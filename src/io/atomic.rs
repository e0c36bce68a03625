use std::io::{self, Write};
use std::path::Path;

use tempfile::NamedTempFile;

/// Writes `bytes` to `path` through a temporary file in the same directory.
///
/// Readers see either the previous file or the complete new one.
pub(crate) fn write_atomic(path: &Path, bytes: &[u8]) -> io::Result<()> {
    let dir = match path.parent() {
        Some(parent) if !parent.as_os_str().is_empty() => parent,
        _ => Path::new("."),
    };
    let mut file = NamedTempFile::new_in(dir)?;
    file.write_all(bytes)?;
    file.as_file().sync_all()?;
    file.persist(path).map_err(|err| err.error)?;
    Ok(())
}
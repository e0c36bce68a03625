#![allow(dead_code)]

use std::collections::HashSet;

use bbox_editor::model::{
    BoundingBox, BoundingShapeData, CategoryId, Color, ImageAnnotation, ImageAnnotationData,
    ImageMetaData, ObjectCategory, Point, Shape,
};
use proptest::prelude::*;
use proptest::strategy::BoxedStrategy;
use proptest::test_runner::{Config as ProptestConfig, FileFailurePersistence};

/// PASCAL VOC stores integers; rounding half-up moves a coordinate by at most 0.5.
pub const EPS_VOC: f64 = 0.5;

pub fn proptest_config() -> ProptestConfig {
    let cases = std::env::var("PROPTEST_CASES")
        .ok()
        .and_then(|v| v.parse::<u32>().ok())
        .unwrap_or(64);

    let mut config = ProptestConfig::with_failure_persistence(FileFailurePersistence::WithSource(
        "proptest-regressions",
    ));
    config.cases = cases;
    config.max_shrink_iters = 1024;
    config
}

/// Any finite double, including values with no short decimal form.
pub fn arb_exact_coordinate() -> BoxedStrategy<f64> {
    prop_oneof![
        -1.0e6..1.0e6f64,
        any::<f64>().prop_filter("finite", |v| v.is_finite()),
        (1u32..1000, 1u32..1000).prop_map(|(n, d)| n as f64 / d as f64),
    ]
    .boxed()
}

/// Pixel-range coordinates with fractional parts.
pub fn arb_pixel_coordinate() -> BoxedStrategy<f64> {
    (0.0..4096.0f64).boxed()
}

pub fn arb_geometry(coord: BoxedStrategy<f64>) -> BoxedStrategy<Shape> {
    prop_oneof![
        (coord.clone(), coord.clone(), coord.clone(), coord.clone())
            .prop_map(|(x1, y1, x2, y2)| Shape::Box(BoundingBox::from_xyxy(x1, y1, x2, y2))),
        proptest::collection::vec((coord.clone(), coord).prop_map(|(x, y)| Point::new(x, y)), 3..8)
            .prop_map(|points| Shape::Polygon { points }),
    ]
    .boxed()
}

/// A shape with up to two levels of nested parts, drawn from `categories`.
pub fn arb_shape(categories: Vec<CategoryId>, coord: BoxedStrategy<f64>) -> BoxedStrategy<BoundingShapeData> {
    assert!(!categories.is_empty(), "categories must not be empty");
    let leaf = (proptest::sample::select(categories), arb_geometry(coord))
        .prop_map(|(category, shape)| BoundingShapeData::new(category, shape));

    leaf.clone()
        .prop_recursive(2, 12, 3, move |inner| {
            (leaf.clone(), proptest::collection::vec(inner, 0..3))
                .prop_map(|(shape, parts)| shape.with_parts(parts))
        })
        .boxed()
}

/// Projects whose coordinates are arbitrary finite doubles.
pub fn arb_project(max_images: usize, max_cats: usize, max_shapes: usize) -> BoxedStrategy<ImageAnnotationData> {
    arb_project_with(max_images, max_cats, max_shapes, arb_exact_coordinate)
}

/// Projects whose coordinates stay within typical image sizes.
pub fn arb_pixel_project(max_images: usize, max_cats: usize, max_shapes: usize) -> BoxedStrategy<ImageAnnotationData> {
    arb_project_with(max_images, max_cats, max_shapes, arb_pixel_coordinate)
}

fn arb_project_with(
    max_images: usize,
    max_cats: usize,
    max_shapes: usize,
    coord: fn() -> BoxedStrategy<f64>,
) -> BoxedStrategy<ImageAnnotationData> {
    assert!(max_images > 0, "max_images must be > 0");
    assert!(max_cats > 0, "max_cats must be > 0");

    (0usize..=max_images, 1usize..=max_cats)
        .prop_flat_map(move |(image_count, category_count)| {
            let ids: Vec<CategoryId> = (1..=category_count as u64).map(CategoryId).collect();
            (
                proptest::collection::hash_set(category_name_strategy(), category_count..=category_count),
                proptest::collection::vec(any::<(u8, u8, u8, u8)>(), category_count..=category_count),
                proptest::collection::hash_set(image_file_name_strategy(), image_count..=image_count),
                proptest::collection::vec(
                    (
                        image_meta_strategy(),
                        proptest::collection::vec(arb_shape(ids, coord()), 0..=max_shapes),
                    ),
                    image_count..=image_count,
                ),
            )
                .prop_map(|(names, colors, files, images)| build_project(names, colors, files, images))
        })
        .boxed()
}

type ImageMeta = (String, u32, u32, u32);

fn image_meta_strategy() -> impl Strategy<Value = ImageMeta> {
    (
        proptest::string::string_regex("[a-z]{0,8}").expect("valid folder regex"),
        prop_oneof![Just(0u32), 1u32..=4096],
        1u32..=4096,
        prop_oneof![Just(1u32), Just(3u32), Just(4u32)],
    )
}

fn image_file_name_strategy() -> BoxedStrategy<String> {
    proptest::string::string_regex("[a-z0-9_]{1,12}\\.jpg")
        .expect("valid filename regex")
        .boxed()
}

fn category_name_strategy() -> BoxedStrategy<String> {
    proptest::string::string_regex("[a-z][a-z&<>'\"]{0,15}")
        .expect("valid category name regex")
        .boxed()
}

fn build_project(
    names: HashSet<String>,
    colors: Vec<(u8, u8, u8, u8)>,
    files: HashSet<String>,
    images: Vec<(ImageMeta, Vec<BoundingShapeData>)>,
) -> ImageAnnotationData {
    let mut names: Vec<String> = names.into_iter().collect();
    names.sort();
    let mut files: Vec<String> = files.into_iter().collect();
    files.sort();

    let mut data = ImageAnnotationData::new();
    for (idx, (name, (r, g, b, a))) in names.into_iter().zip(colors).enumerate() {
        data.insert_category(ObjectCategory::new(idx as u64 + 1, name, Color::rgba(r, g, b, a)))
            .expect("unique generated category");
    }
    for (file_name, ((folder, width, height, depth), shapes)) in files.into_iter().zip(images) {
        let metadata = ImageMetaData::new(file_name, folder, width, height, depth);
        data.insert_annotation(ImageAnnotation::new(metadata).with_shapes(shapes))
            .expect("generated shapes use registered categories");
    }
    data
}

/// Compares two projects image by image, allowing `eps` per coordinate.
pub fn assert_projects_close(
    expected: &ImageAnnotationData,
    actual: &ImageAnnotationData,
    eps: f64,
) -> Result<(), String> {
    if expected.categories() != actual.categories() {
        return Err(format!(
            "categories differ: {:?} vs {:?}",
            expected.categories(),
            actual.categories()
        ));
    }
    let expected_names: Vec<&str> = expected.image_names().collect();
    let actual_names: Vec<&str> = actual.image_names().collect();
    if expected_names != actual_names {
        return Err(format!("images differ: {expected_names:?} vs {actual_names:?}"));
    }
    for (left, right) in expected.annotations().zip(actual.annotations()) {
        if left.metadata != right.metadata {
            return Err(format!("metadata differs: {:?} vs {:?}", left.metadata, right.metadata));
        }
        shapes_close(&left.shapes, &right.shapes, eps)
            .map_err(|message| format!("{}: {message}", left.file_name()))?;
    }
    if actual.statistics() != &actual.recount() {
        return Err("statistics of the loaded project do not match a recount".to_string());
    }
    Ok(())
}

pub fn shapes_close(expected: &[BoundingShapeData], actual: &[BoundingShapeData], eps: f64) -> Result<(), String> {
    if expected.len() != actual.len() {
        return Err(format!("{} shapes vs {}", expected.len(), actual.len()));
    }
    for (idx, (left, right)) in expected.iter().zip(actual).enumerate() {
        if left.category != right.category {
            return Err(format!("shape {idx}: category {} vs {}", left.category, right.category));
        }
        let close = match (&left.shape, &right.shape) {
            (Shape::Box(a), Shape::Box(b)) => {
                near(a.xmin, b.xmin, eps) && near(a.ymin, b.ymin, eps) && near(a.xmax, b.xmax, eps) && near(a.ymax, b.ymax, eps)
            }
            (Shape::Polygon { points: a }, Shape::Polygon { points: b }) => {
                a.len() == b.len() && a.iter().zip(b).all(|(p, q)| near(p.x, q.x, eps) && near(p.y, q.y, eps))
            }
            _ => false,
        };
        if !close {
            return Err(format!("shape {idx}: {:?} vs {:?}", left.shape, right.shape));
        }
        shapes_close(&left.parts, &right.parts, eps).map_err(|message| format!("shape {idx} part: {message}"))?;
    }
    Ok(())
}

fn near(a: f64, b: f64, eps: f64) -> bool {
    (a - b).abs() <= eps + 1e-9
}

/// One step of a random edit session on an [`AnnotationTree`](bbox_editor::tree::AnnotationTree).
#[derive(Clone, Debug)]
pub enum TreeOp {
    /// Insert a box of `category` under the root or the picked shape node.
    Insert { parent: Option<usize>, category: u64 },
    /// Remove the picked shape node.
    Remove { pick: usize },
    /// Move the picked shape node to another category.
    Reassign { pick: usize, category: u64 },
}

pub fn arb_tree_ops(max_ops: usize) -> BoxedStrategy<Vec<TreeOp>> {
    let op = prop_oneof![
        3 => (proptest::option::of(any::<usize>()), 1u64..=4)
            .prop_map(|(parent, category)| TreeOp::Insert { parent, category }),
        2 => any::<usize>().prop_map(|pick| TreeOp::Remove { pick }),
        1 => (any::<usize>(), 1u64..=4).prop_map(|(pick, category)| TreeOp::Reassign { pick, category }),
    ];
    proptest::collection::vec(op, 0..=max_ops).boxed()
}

• [Required action] Go through the material and report each line that holds the string "near".

• [Output of the exercise]
                near(a.xmin, b.xmin, eps) && near(a.ymin, b.ymin, eps) && near(a.xmax, b.xmax, eps) && near(a.ymax, b.ymax, eps)
                a.len() == b.len() && a.iter().zip(b).all(|(p, q)| near(p.x, q.x, eps) && near(p.y, q.y, eps))
fn near(a: f64, b: f64, eps: f64) -> bool {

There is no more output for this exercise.